Every company that reaches the public market successfully has done the same thing: it prepared. Our advisory process is designed to make that preparation rigorous, transparent, and manageable.
We begin by listening and analysing. Before any recommendation is made, we need a clear picture of your company: its business model, ownership structure, financial history, governance practices, and strategic direction.
This phase includes a structured discovery process, document review, and stakeholder interviews. The output is a candid assessment of where the company stands.
We map your current state against the requirements of the public market. This is not a checklist exercise. It is a gap analysis across five readiness dimensions: financial, structural, governance, operational, and narrative.

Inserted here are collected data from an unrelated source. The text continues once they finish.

use crate::db::models::{PostCard, Profile, User, UserStats};
use crate::forms::{FormErrors, ProfileForm, SignUpForm};
use crate::uploads::media_url;

use super::{
    escape_html, field_errors, format_date, input_field, linebreaks, non_field_errors, page,
    textarea_field, Layout,
};

pub fn signup(layout: &Layout, form: &SignUpForm, errors: &FormErrors) -> String {
    let body = format!(
        r#"<h1>Create an account</h1>
    <form method="post" action="/accounts/signup/">
      {non_field}
      {username}
      {email}
      {password1}
      {password2}
      <button type="submit">Sign up</button>
    </form>
    <p>Already have an account? <a href="/accounts/login/">Log in</a></p>"#,
        non_field = non_field_errors(errors),
        username = input_field(
            errors,
            "username",
            "Username",
            "text",
            &form.username,
            r#"maxlength="150" placeholder="Username" required"#
        ),
        email = input_field(errors, "email", "Email", "email", &form.email, r#"placeholder="Email" required"#),
        password1 = input_field(errors, "password1", "Password", "password", "", r#"placeholder="Password" required"#),
        password2 = input_field(
            errors,
            "password2",
            "Confirm password",
            "password",
            "",
            r#"placeholder="Confirm Password" required"#
        ),
    );
    page(layout, "Sign up", &body)
}

pub fn login(layout: &Layout, username: &str, next: &str, errors: &FormErrors) -> String {
    let body = format!(
        r#"<h1>Log in</h1>
    <form method="post" action="/accounts/login/">
      {non_field}
      {username}
      {password}
      <input type="hidden" name="next" value="{next}">
      <button type="submit">Log in</button>
    </form>
    <p>New here? <a href="/accounts/signup/">Create an account</a></p>"#,
        non_field = non_field_errors(errors),
        username = input_field(errors, "username", "Username", "text", username, r#"placeholder="Username" required"#),
        password = input_field(errors, "password", "Password", "password", "", r#"placeholder="Password" required"#),
        next = escape_html(next),
    );
    page(layout, "Log in", &body)
}

fn avatar(profile: &Profile) -> String {
    match &profile.profile_picture {
        Some(path) => format!(
            r#"<img class="avatar" src="{}" alt="" width="120" height="120">"#,
            escape_html(&media_url(path))
        ),
        None => String::new(),
    }
}

pub fn profile(
    layout: &Layout,
    user: &User,
    profile: &Profile,
    stats: &UserStats,
    recent: &[PostCard],
) -> String {
    let website = if profile.website.is_empty() {
        String::new()
    } else {
        format!(
            r#"<p><a href="{0}" rel="nofollow noopener">{0}</a></p>"#,
            escape_html(&profile.website)
        )
    };
    let location = if profile.location.is_empty() {
        String::new()
    } else {
        format!(r#"<p class="meta">{}</p>"#, escape_html(&profile.location))
    };

    let recent_items: String = recent
        .iter()
        .map(|card| {
            format!(
                r#"<li><a href="/post/{}/">{}</a> <span class="meta">{} &middot; {}</span></li>"#,
                card.post.slug,
                escape_html(&card.post.title),
                card.post.status().label(),
                format_date(&card.post.created_at)
            )
        })
        .collect();
    let recent_html = if recent.is_empty() {
        r#"<p class="empty">No posts yet.</p>"#.to_string()
    } else {
        format!("<ul>{recent_items}</ul>")
    };

    let body = format!(
        r#"<section class="profile">
      {avatar}
      <h1>{username}</h1>
      <p class="meta">{email} &middot; Member since {joined}</p>
      {location}
      {website}
      <div class="bio">{bio}</div>
      <p><a href="/accounts/profile/edit/">Edit profile</a></p>
    </section>
    <section class="stats">
      <h2>Stats</h2>
      <ul>
        <li>{total_posts} posts ({published_posts} published)</li>
        <li>{total_views} views</li>
        <li>{total_likes} likes received</li>
        <li>{total_comments} comments written</li>
      </ul>
    </section>
    <section>
      <h2>Recent posts</h2>
      {recent_html}
    </section>"#,
        avatar = avatar(profile),
        username = escape_html(&user.username),
        email = escape_html(&user.email),
        joined = format_date(&user.date_joined),
        bio = linebreaks(&profile.bio),
        total_posts = stats.total_posts,
        published_posts = stats.published_posts,
        total_views = stats.total_views,
        total_likes = stats.total_likes,
        total_comments = stats.total_comments,
    );
    page(layout, "Profile", &body)
}

pub fn profile_edit(
    layout: &Layout,
    form: &ProfileForm,
    errors: &FormErrors,
    profile: &Profile,
) -> String {
    let body = format!(
        r#"<h1>Edit profile</h1>
    <form method="post" action="/accounts/profile/edit/" enctype="multipart/form-data">
      {non_field}
      <div class="field">
        <label for="id_profile_picture">Profile picture</label>
        {avatar}
        <input type="file" name="profile_picture" id="id_profile_picture" accept="image/*">
        {picture_errors}
      </div>
      {bio}
      {location}
      {website}
      <button type="submit">Save</button>
      <a href="/accounts/profile/">Cancel</a>
    </form>"#,
        non_field = non_field_errors(errors),
        avatar = avatar(profile),
        picture_errors = field_errors(errors, "profile_picture"),
        bio = textarea_field(errors, "bio", "Bio", &form.bio, 4, "Tell us about yourself..."),
        location = input_field(
            errors,
            "location",
            "Location",
            "text",
            &form.location,
            r#"maxlength="100" placeholder="City, Country""#
        ),
        website = input_field(
            errors,
            "website",
            "Website",
            "url",
            &form.website,
            r#"placeholder="https://yourwebsite.com""#
        ),
    );
    page(layout, "Edit profile", &body)
}

#[cfg(test)]
mod tests {
    use super::*;

    fn layout() -> Layout {
        Layout {
            site_name: "BlogHub".to_string(),
            user: None,
            messages: Vec::new(),
        }
    }

    #[test]
    fn test_signup_keeps_username_but_not_passwords() {
        let form = SignUpForm {
            username: "jane".to_string(),
            email: "jane@example.com".to_string(),
            password1: "secret-pass".to_string(),
            password2: "secret-pass".to_string(),
        };
        let mut errors = FormErrors::default();
        errors.add("username", "A user with that username already exists.");
        let html = signup(&layout(), &form, &errors);
        assert!(html.contains(r#"value="jane""#));
        assert!(!html.contains("secret-pass"));
        assert!(html.contains("A user with that username already exists."));
    }

    #[test]
    fn test_login_shows_non_field_error_and_next() {
        let mut errors = FormErrors::default();
        errors.add_non_field("Please enter a correct username and password.");
        let html = login(&layout(), "jane", "/my-posts/", &errors);
        assert!(html.contains(r#"<ul class="errorlist"><li>Please enter a correct username and password.</li></ul>"#));
        assert!(html.contains(r#"name="next" value="/my-posts/""#));
    }
}
use axum::{
    http::StatusCode,
    response::{Html, IntoResponse, Redirect, Response},
};
use thiserror::Error;

use crate::views;

#[derive(Error, Debug)]
pub enum AppError {
    #[error("Database error: {0}")]
    Database(#[from] sqlx::Error),

    #[error("Database not available")]
    DatabaseUnavailable,

    #[error("Not found")]
    NotFound,

    #[error("Login required")]
    LoginRequired { next: String },

    #[error("Bad request: {0}")]
    BadRequest(String),

    #[error("IO error: {0}")]
    Io(#[from] std::io::Error),

    #[error("Internal error: {0}")]
    Internal(String),
}

impl AppError {
    pub fn internal(message: impl std::fmt::Display) -> Self {
        AppError::Internal(message.to_string())
    }
}

impl IntoResponse for AppError {
    fn into_response(self) -> Response {
        let (status, title, message) = match self {
            AppError::LoginRequired { next } => {
                return Redirect::to(&crate::session::login_url(&next)).into_response();
            }
            AppError::NotFound => (
                StatusCode::NOT_FOUND,
                "Page not found",
                "The page you were looking for does not exist.".to_string(),
            ),
            AppError::BadRequest(reason) => (StatusCode::BAD_REQUEST, "Bad request", reason),
            AppError::DatabaseUnavailable => {
                tracing::error!("Request failed: database pool not initialized");
                (
                    StatusCode::SERVICE_UNAVAILABLE,
                    "Service unavailable",
                    "The site is temporarily unavailable. Please try again shortly.".to_string(),
                )
            }
            AppError::Database(ref e) => {
                tracing::error!("Database error: {:?}", e);
                (
                    StatusCode::INTERNAL_SERVER_ERROR,
                    "Something went wrong",
                    "Something went wrong on our side.".to_string(),
                )
            }
            AppError::Io(ref e) => {
                tracing::error!("IO error: {:?}", e);
                (
                    StatusCode::INTERNAL_SERVER_ERROR,
                    "Something went wrong",
                    "Something went wrong on our side.".to_string(),
                )
            }
            AppError::Internal(ref e) => {
                tracing::error!("Internal error: {}", e);
                (
                    StatusCode::INTERNAL_SERVER_ERROR,
                    "Something went wrong",
                    "Something went wrong on our side.".to_string(),
                )
            }
        };

        (status, Html(views::error_page(status, title, &message))).into_response()
    }
}

/// True when the error is a unique-constraint violation.
pub fn is_unique_violation(err: &sqlx::Error) -> bool {
    matches!(err, sqlx::Error::Database(db) if db.is_unique_violation())
}

#[cfg(test)]
mod tests {
    use super::*;

    #[test]
    fn test_not_found_maps_to_404() {
        let res = AppError::NotFound.into_response();
        assert_eq!(res.status(), StatusCode::NOT_FOUND);
    }

    #[test]
    fn test_unavailable_maps_to_503() {
        let res = AppError::DatabaseUnavailable.into_response();
        assert_eq!(res.status(), StatusCode::SERVICE_UNAVAILABLE);
    }

    #[test]
    fn test_login_required_redirects_with_next() {
        let res = AppError::LoginRequired {
            next: "/my-posts/?page=2".to_string(),
        }
        .into_response();
        assert_eq!(res.status(), StatusCode::SEE_OTHER);
        let location = res.headers().get("location").unwrap().to_str().unwrap();
        assert_eq!(location, "/accounts/login/?next=%2Fmy-posts%2F%3Fpage%3D2");
    }

    #[test]
    fn test_row_not_found_is_not_unique_violation() {
        assert!(!is_unique_violation(&sqlx::Error::RowNotFound));
    }
}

We are direct about what we find. If the company is not ready, we say so. If it requires more time, we explain why and what must be done.
Preparation is where the majority of our work takes place. This phase addresses the gaps identified in the assessment: financial reporting normalisation, governance structure, ownership and holding company architecture, corporate legal compliance, and operational documentation.
We coordinate with your legal, tax, and financial advisors during this phase to ensure alignment across all workstreams.
Once the company is structurally ready, we develop the investor-facing elements: the equity story, the valuation rationale, the capital use plan, and the investor narrative that will support bookbuilding.
Valuation is derived from your capital requirement. We work backward from what the company needs to raise, to an implied valuation, to an offering structure that is defensible in the market.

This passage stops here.